----- Listed entries -----

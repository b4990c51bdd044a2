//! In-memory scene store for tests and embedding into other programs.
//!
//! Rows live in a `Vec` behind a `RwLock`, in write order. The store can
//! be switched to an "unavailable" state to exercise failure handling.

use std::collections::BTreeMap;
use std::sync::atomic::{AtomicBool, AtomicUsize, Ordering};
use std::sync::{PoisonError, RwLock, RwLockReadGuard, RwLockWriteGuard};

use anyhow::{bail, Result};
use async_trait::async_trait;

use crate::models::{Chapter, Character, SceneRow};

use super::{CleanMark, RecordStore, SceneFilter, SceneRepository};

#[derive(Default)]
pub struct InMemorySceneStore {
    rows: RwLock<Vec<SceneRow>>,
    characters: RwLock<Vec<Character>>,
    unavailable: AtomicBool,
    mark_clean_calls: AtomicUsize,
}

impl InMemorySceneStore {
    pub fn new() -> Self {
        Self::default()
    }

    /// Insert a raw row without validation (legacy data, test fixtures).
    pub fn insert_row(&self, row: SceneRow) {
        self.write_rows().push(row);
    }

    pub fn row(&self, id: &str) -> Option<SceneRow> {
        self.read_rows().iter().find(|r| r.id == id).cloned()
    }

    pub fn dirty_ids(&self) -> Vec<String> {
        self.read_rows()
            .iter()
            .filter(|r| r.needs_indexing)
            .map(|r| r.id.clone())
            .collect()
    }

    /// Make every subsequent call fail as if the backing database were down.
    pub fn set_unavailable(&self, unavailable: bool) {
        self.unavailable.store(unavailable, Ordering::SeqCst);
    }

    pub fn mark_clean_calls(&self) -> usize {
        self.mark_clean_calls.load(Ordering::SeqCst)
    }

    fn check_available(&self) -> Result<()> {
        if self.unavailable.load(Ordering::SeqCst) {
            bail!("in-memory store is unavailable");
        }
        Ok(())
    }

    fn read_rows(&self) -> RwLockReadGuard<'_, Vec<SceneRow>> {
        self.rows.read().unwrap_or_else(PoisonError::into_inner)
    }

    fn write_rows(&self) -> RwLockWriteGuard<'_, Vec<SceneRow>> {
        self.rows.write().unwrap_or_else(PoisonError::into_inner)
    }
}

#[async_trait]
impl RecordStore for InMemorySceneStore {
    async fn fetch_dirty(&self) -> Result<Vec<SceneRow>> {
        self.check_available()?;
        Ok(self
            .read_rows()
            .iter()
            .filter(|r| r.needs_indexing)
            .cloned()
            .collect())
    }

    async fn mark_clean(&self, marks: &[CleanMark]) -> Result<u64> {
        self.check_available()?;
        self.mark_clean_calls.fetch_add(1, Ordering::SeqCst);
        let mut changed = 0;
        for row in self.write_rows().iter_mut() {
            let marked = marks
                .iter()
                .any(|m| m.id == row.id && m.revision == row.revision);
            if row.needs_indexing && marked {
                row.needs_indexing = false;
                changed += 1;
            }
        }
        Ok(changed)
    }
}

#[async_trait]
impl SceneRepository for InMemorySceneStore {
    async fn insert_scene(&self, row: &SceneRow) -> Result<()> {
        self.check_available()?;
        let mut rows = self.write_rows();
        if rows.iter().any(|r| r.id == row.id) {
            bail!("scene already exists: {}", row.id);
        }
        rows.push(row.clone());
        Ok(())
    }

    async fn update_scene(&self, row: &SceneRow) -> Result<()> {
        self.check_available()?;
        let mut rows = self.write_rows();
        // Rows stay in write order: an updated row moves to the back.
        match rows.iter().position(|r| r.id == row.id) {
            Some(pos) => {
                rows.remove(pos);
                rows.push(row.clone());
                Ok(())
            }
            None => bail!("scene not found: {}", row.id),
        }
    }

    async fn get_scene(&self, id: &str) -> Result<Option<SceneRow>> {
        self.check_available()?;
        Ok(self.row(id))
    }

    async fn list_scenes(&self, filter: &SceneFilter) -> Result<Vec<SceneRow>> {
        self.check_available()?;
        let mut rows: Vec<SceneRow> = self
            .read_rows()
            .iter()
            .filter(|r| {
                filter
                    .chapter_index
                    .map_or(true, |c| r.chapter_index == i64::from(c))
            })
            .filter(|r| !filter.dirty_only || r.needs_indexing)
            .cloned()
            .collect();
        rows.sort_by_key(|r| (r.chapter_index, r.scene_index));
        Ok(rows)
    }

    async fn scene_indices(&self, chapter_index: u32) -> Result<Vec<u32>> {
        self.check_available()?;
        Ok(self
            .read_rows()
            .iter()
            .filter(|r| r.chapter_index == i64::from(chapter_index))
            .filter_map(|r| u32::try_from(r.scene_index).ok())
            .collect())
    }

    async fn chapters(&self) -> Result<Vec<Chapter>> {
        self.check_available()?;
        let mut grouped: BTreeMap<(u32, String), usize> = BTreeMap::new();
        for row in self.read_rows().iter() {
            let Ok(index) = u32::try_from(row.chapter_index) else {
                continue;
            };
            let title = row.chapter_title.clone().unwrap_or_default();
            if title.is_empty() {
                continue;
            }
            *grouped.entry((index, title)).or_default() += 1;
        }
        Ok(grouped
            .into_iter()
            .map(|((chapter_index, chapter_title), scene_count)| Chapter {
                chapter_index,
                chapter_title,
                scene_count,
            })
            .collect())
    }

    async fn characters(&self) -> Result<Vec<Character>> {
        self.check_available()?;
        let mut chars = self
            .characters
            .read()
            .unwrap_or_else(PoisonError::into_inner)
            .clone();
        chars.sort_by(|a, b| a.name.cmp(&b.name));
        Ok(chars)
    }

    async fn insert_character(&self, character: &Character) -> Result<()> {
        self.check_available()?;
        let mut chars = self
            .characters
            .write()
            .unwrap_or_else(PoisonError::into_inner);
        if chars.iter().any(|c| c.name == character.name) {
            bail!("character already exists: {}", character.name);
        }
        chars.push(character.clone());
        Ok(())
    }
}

-----
----- Listed entries -----

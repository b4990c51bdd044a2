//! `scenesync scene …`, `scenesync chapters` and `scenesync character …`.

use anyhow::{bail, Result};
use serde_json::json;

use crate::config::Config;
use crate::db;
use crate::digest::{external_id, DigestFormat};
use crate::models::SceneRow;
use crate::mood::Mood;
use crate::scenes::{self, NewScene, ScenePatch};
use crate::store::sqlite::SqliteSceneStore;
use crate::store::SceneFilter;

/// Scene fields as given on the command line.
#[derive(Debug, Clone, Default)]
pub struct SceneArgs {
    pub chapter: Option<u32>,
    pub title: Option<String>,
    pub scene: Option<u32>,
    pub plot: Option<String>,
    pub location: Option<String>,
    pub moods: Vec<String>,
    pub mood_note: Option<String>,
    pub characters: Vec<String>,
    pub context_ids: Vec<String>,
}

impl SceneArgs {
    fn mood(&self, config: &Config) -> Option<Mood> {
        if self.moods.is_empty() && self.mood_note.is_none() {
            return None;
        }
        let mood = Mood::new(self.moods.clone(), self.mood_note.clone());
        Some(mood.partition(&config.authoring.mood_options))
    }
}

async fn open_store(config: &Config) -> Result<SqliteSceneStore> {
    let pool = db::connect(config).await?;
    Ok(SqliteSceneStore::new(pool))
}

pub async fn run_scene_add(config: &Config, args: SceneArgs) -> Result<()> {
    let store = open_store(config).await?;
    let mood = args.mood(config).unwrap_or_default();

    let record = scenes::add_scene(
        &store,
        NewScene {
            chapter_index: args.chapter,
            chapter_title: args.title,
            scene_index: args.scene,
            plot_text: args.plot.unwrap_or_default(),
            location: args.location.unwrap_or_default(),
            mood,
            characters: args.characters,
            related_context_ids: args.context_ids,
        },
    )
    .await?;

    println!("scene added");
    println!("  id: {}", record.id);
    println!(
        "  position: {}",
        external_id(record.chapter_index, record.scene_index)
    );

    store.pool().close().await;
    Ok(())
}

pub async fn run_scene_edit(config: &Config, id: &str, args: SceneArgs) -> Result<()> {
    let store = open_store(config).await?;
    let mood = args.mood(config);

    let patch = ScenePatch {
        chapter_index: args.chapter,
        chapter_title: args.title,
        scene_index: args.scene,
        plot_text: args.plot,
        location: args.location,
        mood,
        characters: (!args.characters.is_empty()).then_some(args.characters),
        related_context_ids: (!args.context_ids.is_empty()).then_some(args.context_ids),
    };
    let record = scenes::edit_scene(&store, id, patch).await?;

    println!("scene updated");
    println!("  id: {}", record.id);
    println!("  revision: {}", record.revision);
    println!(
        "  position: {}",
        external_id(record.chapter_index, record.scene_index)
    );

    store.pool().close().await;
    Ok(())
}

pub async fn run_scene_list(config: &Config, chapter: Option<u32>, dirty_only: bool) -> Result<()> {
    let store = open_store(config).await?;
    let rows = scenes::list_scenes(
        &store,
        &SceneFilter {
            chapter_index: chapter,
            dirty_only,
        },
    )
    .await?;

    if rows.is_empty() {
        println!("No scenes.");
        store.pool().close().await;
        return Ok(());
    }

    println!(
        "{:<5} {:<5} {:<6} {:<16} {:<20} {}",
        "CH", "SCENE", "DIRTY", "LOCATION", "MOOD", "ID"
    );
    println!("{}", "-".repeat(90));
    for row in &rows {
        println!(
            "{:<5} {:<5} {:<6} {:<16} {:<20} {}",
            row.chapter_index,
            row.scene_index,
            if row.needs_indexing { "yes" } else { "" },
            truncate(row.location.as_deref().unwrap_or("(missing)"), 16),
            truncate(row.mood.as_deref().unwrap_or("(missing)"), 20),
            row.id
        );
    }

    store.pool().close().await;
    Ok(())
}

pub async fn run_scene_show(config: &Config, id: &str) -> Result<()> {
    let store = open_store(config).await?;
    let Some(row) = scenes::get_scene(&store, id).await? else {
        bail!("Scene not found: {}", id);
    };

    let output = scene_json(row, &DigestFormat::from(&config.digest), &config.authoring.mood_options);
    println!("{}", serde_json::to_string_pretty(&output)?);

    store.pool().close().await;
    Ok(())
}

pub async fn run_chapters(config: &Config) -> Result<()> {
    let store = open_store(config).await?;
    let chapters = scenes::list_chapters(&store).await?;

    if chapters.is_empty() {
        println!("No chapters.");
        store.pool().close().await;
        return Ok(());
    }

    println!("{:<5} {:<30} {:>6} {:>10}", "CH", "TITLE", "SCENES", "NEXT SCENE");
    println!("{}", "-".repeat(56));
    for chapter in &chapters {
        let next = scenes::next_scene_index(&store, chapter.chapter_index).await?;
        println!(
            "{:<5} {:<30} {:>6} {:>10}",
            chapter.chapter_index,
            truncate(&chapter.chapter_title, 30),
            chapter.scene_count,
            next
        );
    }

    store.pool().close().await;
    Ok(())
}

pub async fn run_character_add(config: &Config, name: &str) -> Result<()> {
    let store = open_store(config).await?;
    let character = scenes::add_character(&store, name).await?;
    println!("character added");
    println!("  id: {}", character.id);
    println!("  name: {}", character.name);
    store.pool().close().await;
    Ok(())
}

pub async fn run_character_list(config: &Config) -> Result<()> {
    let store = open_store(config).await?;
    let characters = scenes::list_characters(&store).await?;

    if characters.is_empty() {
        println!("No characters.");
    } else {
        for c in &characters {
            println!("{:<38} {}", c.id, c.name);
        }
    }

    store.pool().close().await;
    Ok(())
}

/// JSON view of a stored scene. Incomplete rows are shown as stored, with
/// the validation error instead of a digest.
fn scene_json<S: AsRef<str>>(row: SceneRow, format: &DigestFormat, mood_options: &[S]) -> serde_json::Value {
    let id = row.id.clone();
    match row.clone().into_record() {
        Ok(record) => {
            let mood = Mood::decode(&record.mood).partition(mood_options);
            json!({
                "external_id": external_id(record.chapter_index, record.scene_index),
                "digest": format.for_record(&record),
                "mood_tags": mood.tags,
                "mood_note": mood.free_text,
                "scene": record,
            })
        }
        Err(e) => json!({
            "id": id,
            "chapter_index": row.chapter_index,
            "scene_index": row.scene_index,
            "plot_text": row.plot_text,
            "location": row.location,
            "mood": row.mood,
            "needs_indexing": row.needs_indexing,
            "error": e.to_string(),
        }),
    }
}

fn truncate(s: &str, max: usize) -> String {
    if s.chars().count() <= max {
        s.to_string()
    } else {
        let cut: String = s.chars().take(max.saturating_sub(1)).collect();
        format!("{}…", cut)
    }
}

-----

■ **Exercise description**: Each line above with the word "bail" must be returned.

■ **Solution for this task**:
use anyhow::{bail, Result};
            bail!("in-memory store is unavailable");
            bail!("scene already exists: {}", row.id);
            None => bail!("scene not found: {}", row.id),
            bail!("character already exists: {}", character.name);
use anyhow::{bail, Result};
        bail!("Scene not found: {}", id);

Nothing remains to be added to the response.